### TASK ITEM
Take the data below and filter it for lines containing the word "documentation"; show each line found.

[Dataset records]
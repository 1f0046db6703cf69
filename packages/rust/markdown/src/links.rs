//! Link repair for generator output.
//!
//! The client generator emits navigation links with doubled brackets that point
//! at a `README.md` outside the subsite. Each pass rewrites one family of those
//! literals; anything else in the body is left untouched.

use tracing::debug;

/// Navigation links that should point back at the subsite index.
///
/// `(broken literal, link label)`.
const INDEX_LINKS: [(&str, &str); 3] = [
    (
        "[[Back to API list]](../README.md#documentation-for-api-endpoints)",
        "Back to API list",
    ),
    (
        "[[Back to Model list]](../README.md#documentation-for-models)",
        "Back to Model list",
    ),
    ("[[Back to README]](../README.md)", "Back to README"),
];

const BROKEN_BACK_TO_TOP: &str = "[[Back to top]](#)";
const BACK_TO_TOP: &str = "[Back to top](#)";

/// Rewrite the known broken navigation links in `body`.
///
/// `index_url` is the site-relative link to the subsite index
/// (e.g. `{{ site.baseurl }}/api-client/`).
pub fn repair_links(body: &str, index_url: &str) -> String {
    let mut result = fix_back_to_top(body);
    result = fix_index_links(&result, index_url);
    result
}

// ---------------------------------------------------------------------------
// Pass 1: in-page anchor
// ---------------------------------------------------------------------------

fn fix_back_to_top(md: &str) -> String {
    md.replace(BROKEN_BACK_TO_TOP, BACK_TO_TOP)
}

// ---------------------------------------------------------------------------
// Pass 2: links into the generator's README
// ---------------------------------------------------------------------------

fn fix_index_links(md: &str, index_url: &str) -> String {
    let mut result = md.to_string();

    for (broken, label) in INDEX_LINKS {
        let hits = result.matches(broken).count();
        if hits == 0 {
            continue;
        }
        result = result.replace(broken, &format!("[{label}]({index_url})"));
        debug!(label, hits, "rewrote index link");
    }

    result
}

// ---------------------------------------------------------------------------
// Tests
// ---------------------------------------------------------------------------

#[cfg(test)]
mod tests {
    use super::*;

    const INDEX: &str = "{{ site.baseurl }}/api-client/";

    #[test]
    fn back_to_top_loses_extra_brackets() {
        let input = "Intro\n\n[[Back to top]](#) [link](Other.md)\n";
        let result = repair_links(input, INDEX);
        assert_eq!(result, "Intro\n\n[Back to top](#) [link](Other.md)\n");
    }

    #[test]
    fn api_list_points_at_index() {
        let input = "[[Back to API list]](../README.md#documentation-for-api-endpoints)";
        assert_eq!(
            repair_links(input, INDEX),
            "[Back to API list]({{ site.baseurl }}/api-client/)"
        );
    }

    #[test]
    fn model_list_and_readme_point_at_index() {
        let input = "[[Back to Model list]](../README.md#documentation-for-models) \
                     [[Back to README]](../README.md)";
        let result = repair_links(input, INDEX);
        assert_eq!(
            result,
            "[Back to Model list]({{ site.baseurl }}/api-client/) \
             [Back to README]({{ site.baseurl }}/api-client/)"
        );
    }

    #[test]
    fn every_occurrence_is_rewritten() {
        let input = "[[Back to top]](#)\n\n[[Back to top]](#)";
        assert_eq!(repair_links(input, INDEX), "[Back to top](#)\n\n[Back to top](#)");
    }

    #[test]
    fn other_relative_links_untouched() {
        let input = "[AddressResource](AddressResource.md) [README](../README.md) [[x]](#)";
        assert_eq!(repair_links(input, INDEX), input);
    }
}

### YOUR RESPONSE
        "[[Back to API list]](../README.md#documentation-for-api-endpoints)",
        "[[Back to Model list]](../README.md#documentation-for-models)",
        let input = "[[Back to API list]](../README.md#documentation-for-api-endpoints)";
        let input = "[[Back to Model list]](../README.md#documentation-for-models) \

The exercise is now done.